Sempre em sala de aula era indagado sobre uma possível hierarquia entre Leis Complementares e Leis Ordinárias. Os alunos me perguntavam se as leis complementares eram superiores às leis ordinárias podendo estas serem revogadas ou derrogadas por aquelas.
Já de plano posso dizer que não existe nenhuma hierarquia entre essas leis. Na verdade, no sistema jurídico brasileiro não existe hierarquia entre leis (salvo quando se tratar de Lei Ogânica do DF ou município), a hierarquia existe entre as leis e a Constituição.
No entanto, existem duas importantes diferenças entre as leis complementares e as leis ordinárias, quais são:
a) quanto a formalidade: a formalidade exigida pela Constituição para a edição das especies legislativas discutidas é diferente. A diferença é em relação ao quorum de aprovação. Para se aprovar uma lei complementar é exido a aprovação, nas duas casas legislativas da União, de no mínimo o primeiro número inteiro depois da metade dos membros de cada casa legislativa. Já para se aprovar uma lei ordinária é exigido a aprovação do primeiro número inteiro maior da metade dos presentes na seção de votação de cada casa legislativa, estando presentes pelo menos o primeiro número inteiro maior da metade dos membros.
b) material: A própria Constituição determina que algumas matérias sejam legisladas por lei complementar. Já a lei ordinária serve para regulamentar as matérias residuais, ou seja, qualquer matéria de competência legislativa da União que não é reservada a lei complementar e não deva ser regulamentada por meio de resoluções (dos órgãos legislativos ou tribunais) ou por decretos legislativos. É importante deixar claro que também existem algumas matérias reservadas pela Constituição à legislação ordinária (a regulamentação da greve do servidor público é um exemplo).
As leis ordinárias nunca poderão regulamentar as matérias reservadas a lei complementar sob pena de violar a formalidade exigida pela Constituição. No entanto, se uma lei complementar regulamentar matéria residual, esta lei, embora tendo a forma de uma lei complementar, materialmente é uma lei ordinária.

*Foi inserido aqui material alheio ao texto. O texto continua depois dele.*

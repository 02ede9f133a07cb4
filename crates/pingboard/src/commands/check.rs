//! `pingboard check`: probe ad-hoc hosts with the configured probe settings.

use tabled::Tabled;

use pingboard_core::{Endpoint, Orchestrator, ProbeOutcome, SystemProber};

use crate::cli::{CheckArgs, GlobalOpts, ProbeArgs};
use crate::commands::cancel_on_interrupt;
use crate::config;
use crate::error::CliError;
use crate::output;

#[derive(Tabled)]
struct OutcomeRow {
    #[tabled(rename = "Host")]
    host: String,
    #[tabled(rename = "Status")]
    status: String,
    #[tabled(rename = "Attempts")]
    attempts: u32,
    #[tabled(rename = "Time")]
    elapsed: String,
}

impl OutcomeRow {
    fn new(o: &ProbeOutcome, color: bool) -> Self {
        Self {
            host: o.endpoint.identifier().to_owned(),
            status: output::paint_status(o.status_label(), color),
            attempts: o.attempts,
            elapsed: format!("{}ms", o.elapsed_ms),
        }
    }
}

pub async fn handle(args: CheckArgs, probe: &ProbeArgs, global: &GlobalOpts) -> Result<(), CliError> {
    let mut cfg = config::load(global)?;
    config::apply_probe_overrides(&mut cfg, probe);
    let options = cfg.probe_options()?;
    let prober = SystemProber::from_method(cfg.probe_method());

    let endpoints: Vec<Endpoint> = args
        .hosts
        .into_iter()
        .map(|host| Endpoint::new(host.clone(), host))
        .collect();

    let (cancel, listener) = cancel_on_interrupt();
    let snapshot = Orchestrator::new(prober, options)
        .with_cancellation(cancel)
        .run(&endpoints)
        .await;
    listener.abort();

    let color = output::should_color(&global.color);
    let rendered = output::render_list(
        &global.output,
        snapshot.outcomes(),
        |o| OutcomeRow::new(o, color),
        |o| format!("{} {}", o.endpoint.identifier(), o.status_label()),
    )?;
    output::print_output(&rendered, global.quiet);
    Ok(())
}
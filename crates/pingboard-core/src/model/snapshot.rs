use std::collections::BTreeMap;

use chrono::{DateTime, Utc};
use serde::Serialize;

use super::{ProbeErrorKind, ProbeOutcome};

/// Immutable result of one probing pass.
///
/// Only [`summarize`](crate::aggregate::summarize) builds these, so the
/// counts always agree with the outcome list:
/// `reachable_count + unreachable_count == outcomes.len()`.
#[derive(Debug, Clone, Serialize)]
pub struct Snapshot {
    outcomes: Vec<ProbeOutcome>,
    reachable_count: usize,
    unreachable_count: usize,
    generated_at: DateTime<Utc>,
}

impl Snapshot {
    pub(crate) fn new(
        outcomes: Vec<ProbeOutcome>,
        reachable_count: usize,
        generated_at: DateTime<Utc>,
    ) -> Self {
        let unreachable_count = outcomes.len() - reachable_count;
        Self {
            outcomes,
            reachable_count,
            unreachable_count,
            generated_at,
        }
    }

    /// Outcomes in the same order as the input endpoints.
    pub fn outcomes(&self) -> &[ProbeOutcome] {
        &self.outcomes
    }

    pub fn reachable_count(&self) -> usize {
        self.reachable_count
    }

    pub fn unreachable_count(&self) -> usize {
        self.unreachable_count
    }

    pub fn generated_at(&self) -> DateTime<Utc> {
        self.generated_at
    }

    pub fn len(&self) -> usize {
        self.outcomes.len()
    }

    pub fn is_empty(&self) -> bool {
        self.outcomes.is_empty()
    }

    /// Tally of outcomes per error kind (kinds with zero hits are absent).
    pub fn error_counts(&self) -> BTreeMap<ProbeErrorKind, usize> {
        let mut counts = BTreeMap::new();
        for kind in self.outcomes.iter().filter_map(|o| o.error) {
            *counts.entry(kind).or_insert(0) += 1;
        }
        counts
    }

    /// Share of reachable endpoints in percent (0.0 for an empty snapshot).
    #[allow(clippy::cast_precision_loss)]
    pub fn reachable_percent(&self) -> f64 {
        if self.outcomes.is_empty() {
            0.0
        } else {
            self.reachable_count as f64 * 100.0 / self.outcomes.len() as f64
        }
    }
}
use pingboard_sheets::transport::TransportConfig;
use pingboard_sheets::{SheetsAuth, SheetsClient};
use tracing::info;

use super::{EndpointSource, rows_to_endpoints};
use crate::config::{SheetCredentials, SourceConfig};
use crate::error::CoreError;
use crate::model::Endpoint;

/// Reads endpoints from a spreadsheet range. The first row is a header.
pub struct SheetSource {
    client: SheetsClient,
    spreadsheet_id: String,
    range: String,
}

impl SheetSource {
    pub fn new(client: SheetsClient, spreadsheet_id: impl Into<String>, range: impl Into<String>) -> Self {
        Self {
            client,
            spreadsheet_id: spreadsheet_id.into(),
            range: range.into(),
        }
    }

    pub(crate) fn from_config(config: &SourceConfig) -> Result<Self, CoreError> {
        let SourceConfig::Sheets {
            base_url,
            spreadsheet_id,
            range,
            credentials,
            timeout,
        } = config
        else {
            return Err(CoreError::Validation {
                field: "source.kind".into(),
                reason: "expected a sheets source".into(),
            });
        };

        let transport = TransportConfig::default().with_timeout(*timeout);
        let client = SheetsClient::new(base_url.clone(), sheets_auth(credentials), &transport)?;
        Ok(Self::new(client, spreadsheet_id.clone(), range.clone()))
    }
}

fn sheets_auth(credentials: &SheetCredentials) -> SheetsAuth {
    match credentials {
        SheetCredentials::None => SheetsAuth::Anonymous,
        SheetCredentials::ApiKey(key) => SheetsAuth::ApiKey(key.clone()),
        SheetCredentials::BearerToken(token) => SheetsAuth::BearerToken(token.clone()),
    }
}

impl EndpointSource for SheetSource {
    async fn fetch_endpoints(&self) -> Result<Vec<Endpoint>, CoreError> {
        let values = self
            .client
            .get_values(&self.spreadsheet_id, &self.range)
            .await?;

        let rows = values.values.len();
        let endpoints = rows_to_endpoints(values.values.into_iter().skip(1));
        info!(
            spreadsheet = %self.spreadsheet_id,
            range = %self.range,
            rows,
            endpoints = endpoints.len(),
            "loaded endpoints from spreadsheet"
        );
        Ok(endpoints)
    }
}

#[cfg(test)]
#[allow(clippy::unwrap_used)]
mod tests {
    use super::*;
    use crate::config::DEFAULT_SHEETS_TIMEOUT;

    #[test]
    fn from_config_rejects_file_config() {
        let config = SourceConfig::File {
            path: "endpoints.csv".into(),
        };
        assert!(matches!(
            SheetSource::from_config(&config),
            Err(CoreError::Validation { .. })
        ));
    }

    #[test]
    fn from_config_builds_client() {
        let config = SourceConfig::Sheets {
            base_url: "https://sheets.example.test".parse().unwrap(),
            spreadsheet_id: "abc".into(),
            range: "Dashboard".into(),
            credentials: SheetCredentials::None,
            timeout: DEFAULT_SHEETS_TIMEOUT,
        };
        let source = SheetSource::from_config(&config).unwrap();
        assert_eq!(source.spreadsheet_id, "abc");
        assert_eq!(source.range, "Dashboard");
    }
}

Deste modo uma lei ordinária jamais poderá revogar uma lei complementar sob pena de inconstitucionalidade formal. Uma lei ordinária somente poderá revogar uma lei complementar se esta for lei complementar apenas formalmente e não materialmente. No entanto, uma lei complementar poderá revogar uma lei ordinária, tendo em vista que aquela será considerada uma lei materialmente ordinária ou a lei ordinária seria uma lei inconstitucionalmente formal.
Quando uma lei ordinária trouxer um dispositivo incompatível com um dispositivo de lei complementar ou vice e versa, não deverá ser declarado a invalidade de nenhum desses dispositivos, pois não existe neste caso uma hierarquia entre as espécies legislativas discutidas. Deverá, portanto, no caso mencionado, ser levado em consideração o princípio da especialidade para resolver a antinomia aparente.